> _TASK BRIEF_:
Provide the number of lines below containing the word "deductible", without any other words.

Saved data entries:

+-------+

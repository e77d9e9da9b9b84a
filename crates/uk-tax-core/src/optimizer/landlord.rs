use rust_decimal::Decimal;
use serde::{Deserialize, Serialize};

use crate::corporation_tax::corporation_tax_liability;
use crate::income_tax::income_tax_liability;
use crate::reliefs::{finance_cost_credit, score_allowance, AllowanceComparison, AllowanceKind};
use crate::schedule::TaxYearSchedule;
use crate::types::{round_money, Money};

use super::facts::LandlordFacts;
use super::position::{AllocationCandidate, Priority, ProfitMethod, Recommendation, TaxComponents, TaxPosition};
use super::{warn, ArchetypeAnalysis, ArchetypeResult, OptimizerSettings};

#[derive(Debug, Clone, PartialEq, Serialize, Deserialize)]
pub struct IncorporationScenario {
    /// Rent less expenses and mortgage interest, floored at zero
    pub company_profit: Money,
    pub corporation_tax: Money,
    /// Personal tax under the optimal method less corporation tax
    pub saving: Money,
    pub recommended: bool,
}

#[derive(Debug, Clone, PartialEq, Serialize, Deserialize)]
pub struct LandlordAnalysis {
    pub allowance: AllowanceComparison,
    pub use_property_allowance: bool,
    pub taxable_income: Money,
    pub finance_cost_credit: Money,
    pub incorporation: IncorporationScenario,
}

struct MethodOutcome {
    method: ProfitMethod,
    taxable: Money,
    rental_income_tax: Money,
    credit: Money,
}

impl MethodOutcome {
    fn tax(&self) -> Money {
        self.rental_income_tax - self.credit
    }
}

/// Income tax attributable to the rental profit: tax on other income plus
/// rent, less tax on other income alone.
fn rental_income_tax(other_income: Money, rental_taxable: Money, schedule: &TaxYearSchedule) -> Money {
    income_tax_liability(other_income + rental_taxable, schedule).tax() - income_tax_liability(other_income, schedule).tax()
}

fn position(name: &str, facts: &LandlordFacts, outcome: &MethodOutcome, cash_profit: Money) -> TaxPosition {
    TaxPosition::new(
        AllocationCandidate {
            rental_profit: outcome.taxable,
            other_income: facts.other_income,
            method: Some(outcome.method),
            ..AllocationCandidate::named(name)
        },
        TaxComponents {
            income_tax: outcome.rental_income_tax,
            tax_credits: outcome.credit,
            ..Default::default()
        },
        cash_profit,
    )
}

pub(crate) fn optimize_landlord(
    facts: &LandlordFacts,
    schedule: &TaxYearSchedule,
    settings: &OptimizerSettings,
    warnings: &mut Vec<String>,
) -> ArchetypeResult {
    let scored = score_allowance(
        AllowanceKind::Property,
        facts.rental_income,
        facts.other_expenses,
        schedule,
    );

    // Mortgage interest is not deductible; it earns a basic-rate credit
    // under the expense method only.
    let expense_tax = rental_income_tax(facts.other_income, scored.taxable_with_expenses, schedule);
    let expenses = MethodOutcome {
        method: ProfitMethod::ItemisedExpenses,
        taxable: scored.taxable_with_expenses,
        rental_income_tax: expense_tax,
        credit: finance_cost_credit(facts.mortgage_interest, schedule).min(expense_tax),
    };
    let allowance = MethodOutcome {
        method: ProfitMethod::PropertyAllowance,
        taxable: scored.taxable_with_allowance,
        rental_income_tax: rental_income_tax(facts.other_income, scored.taxable_with_allowance, schedule),
        credit: Decimal::ZERO,
    };

    let use_property_allowance = allowance.tax() < expenses.tax()
        || (allowance.tax() == expenses.tax() && allowance.taxable < expenses.taxable);
    let chosen = if use_property_allowance { &allowance } else { &expenses };
    tracing::debug!(
        use_property_allowance,
        expense_tax = %expenses.tax(),
        allowance_tax = %allowance.tax(),
        "landlord method selected"
    );

    let unfloored = facts.rental_income - facts.other_expenses - facts.mortgage_interest;
    if unfloored < Decimal::ZERO {
        warn(
            warnings,
            format!(
                "Expenses and mortgage interest exceed rent by {}; rental profit floored at zero (losses are not carried forward).",
                round_money(-unfloored)
            ),
        );
    }
    let cash_profit = unfloored.max(Decimal::ZERO);
    let current = position("current", facts, &expenses, cash_profit);
    let optimal = position(
        if use_property_allowance {
            "property_allowance"
        } else {
            "itemised_expenses"
        },
        facts,
        chosen,
        cash_profit,
    );

    let company_profit = cash_profit;
    let corporation_tax = round_money(corporation_tax_liability(company_profit, schedule).tax);
    let incorporation_saving = optimal.total_tax - corporation_tax;
    let incorporation = IncorporationScenario {
        company_profit: round_money(company_profit),
        corporation_tax,
        saving: incorporation_saving,
        recommended: incorporation_saving > settings.incorporation_saving_threshold
            && facts.number_of_properties >= settings.incorporation_min_properties,
    };

    let mut recommendations = Vec::new();
    if facts.mortgage_interest > Decimal::ZERO {
        recommendations.push(Recommendation::saving(
            Priority::High,
            "Finance cost tax credit",
            format!(
                "Claim the {} basic-rate reduction on mortgage interest of {}. It is a credit, not a deduction.",
                schedule.income_tax().basic_rate,
                facts.mortgage_interest
            ),
            expenses.credit,
        ));
    }
    if facts.is_furnished {
        recommendations.push(Recommendation::qualitative(
            Priority::High,
            "Replacement of domestic items relief",
            "Replacing furniture, appliances and furnishings in a furnished let is deductible.",
            "furnished_relief",
        ));
    }
    if use_property_allowance {
        recommendations.push(Recommendation::saving(
            Priority::Low,
            "Use the property allowance",
            format!(
                "The {} property allowance gives lower taxable income than itemised expenses.",
                scored.allowance_limit
            ),
            current.total_tax - optimal.total_tax,
        ));
    }
    if incorporation.recommended {
        recommendations.push(Recommendation::saving(
            Priority::Medium,
            "Consider incorporation",
            format!(
                "With {} properties, a property company would pay {} corporation tax with mortgage interest fully deductible.",
                facts.number_of_properties, corporation_tax
            ),
            incorporation_saving,
        ));
    }
    recommendations.push(Recommendation::qualitative(
        Priority::Medium,
        "Joint ownership with spouse",
        "Sharing ownership with a spouse on a lower band can reduce the overall tax on the rent.",
        "band_sharing",
    ));
    recommendations.push(Recommendation::qualitative(
        Priority::Low,
        "Maximise expense claims",
        "Claim repairs, insurance, agent, legal and accountancy fees.",
        "expense_review",
    ));

    ArchetypeResult {
        analysis: ArchetypeAnalysis::Landlord(LandlordAnalysis {
            allowance: AllowanceComparison {
                allowance_used: round_money(scored.allowance_used),
                taxable_with_allowance: round_money(scored.taxable_with_allowance),
                taxable_with_expenses: round_money(scored.taxable_with_expenses),
                ..scored
            },
            use_property_allowance,
            taxable_income: round_money(chosen.taxable),
            finance_cost_credit: round_money(expenses.credit),
            incorporation,
        }),
        current,
        optimal,
        recommendations,
    }
}

#[cfg(test)]
mod tests {
    use super::*;
    use rust_decimal_macros::dec;

    fn facts() -> LandlordFacts {
        LandlordFacts {
            rental_income: dec!(2_000),
            mortgage_interest: Decimal::ZERO,
            other_expenses: Decimal::ZERO,
            is_furnished: false,
            number_of_properties: 1,
            other_income: Decimal::ZERO,
        }
    }

    fn analysis(r: &ArchetypeResult) -> &LandlordAnalysis {
        match &r.analysis {
            ArchetypeAnalysis::Landlord(a) => a,
            other => panic!("unexpected analysis {other:?}"),
        }
    }

    #[test]
    fn test_small_rent_uses_property_allowance() {
        let s = TaxYearSchedule::uk_2025_26();
        let r = optimize_landlord(&facts(), &s, &OptimizerSettings::default(), &mut Vec::new());
        assert!(analysis(&r).use_property_allowance);
        assert_eq!(analysis(&r).taxable_income, dec!(1_000));
    }

    #[test]
    fn test_rent_taxed_on_top_of_other_income() {
        // other 30,000: rent 10,000 less 2,000 expenses at 20% = 1,600
        // interest 5,000 -> credit 1,000
        let s = TaxYearSchedule::uk_2025_26();
        let f = LandlordFacts {
            rental_income: dec!(10_000),
            other_expenses: dec!(2_000),
            mortgage_interest: dec!(5_000),
            other_income: dec!(30_000),
            ..facts()
        };
        let r = optimize_landlord(&f, &s, &OptimizerSettings::default(), &mut Vec::new());
        assert_eq!(r.current.components.income_tax, dec!(1_600));
        assert_eq!(r.current.components.tax_credits, dec!(1_000));
        assert_eq!(r.current.total_tax, dec!(600));
        // allowance: 9,000 at 20% = 1,800, worse than 600
        assert!(!analysis(&r).use_property_allowance);
        assert_eq!(r.optimal.total_tax, dec!(600));
    }

    #[test]
    fn test_credit_capped_at_rental_tax() {
        let s = TaxYearSchedule::uk_2025_26();
        let f = LandlordFacts {
            rental_income: dec!(5_000),
            mortgage_interest: dec!(20_000),
            other_income: dec!(40_000),
            ..facts()
        };
        let mut warnings = Vec::new();
        let r = optimize_landlord(&f, &s, &OptimizerSettings::default(), &mut warnings);
        assert_eq!(r.current.components.tax_credits, r.current.components.income_tax);
        assert_eq!(r.current.total_tax, Decimal::ZERO);
        // 5,000 rent less 20,000 interest
        assert_eq!(warnings.len(), 1);
        assert!(warnings[0].contains("15000"));
        assert_eq!(analysis(&r).incorporation.company_profit, Decimal::ZERO);
    }

    #[test]
    fn test_profitable_let_has_no_loss_warning() {
        let s = TaxYearSchedule::uk_2025_26();
        let mut warnings = Vec::new();
        optimize_landlord(&facts(), &s, &OptimizerSettings::default(), &mut warnings);
        assert!(warnings.is_empty());
    }

    #[test]
    fn test_incorporation_needs_enough_properties() {
        // higher-rate landlord with large rent: 60,000 at 40% on top of 60,000 other income
        let s = TaxYearSchedule::uk_2025_26();
        let f = LandlordFacts {
            rental_income: dec!(60_000),
            other_income: dec!(60_000),
            ..facts()
        };
        let r = optimize_landlord(&f, &s, &OptimizerSettings::default(), &mut Vec::new());
        assert!(analysis(&r).incorporation.saving > dec!(1_000));
        assert!(!analysis(&r).incorporation.recommended);

        let f = LandlordFacts {
            number_of_properties: 3,
            ..f
        };
        let r = optimize_landlord(&f, &s, &OptimizerSettings::default(), &mut Vec::new());
        assert!(analysis(&r).incorporation.recommended);
        assert!(r.recommendations.iter().any(|rec| rec.strategy == "Consider incorporation"));
    }
}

+-------+

> _OUTPUT OF THE TASK_:
3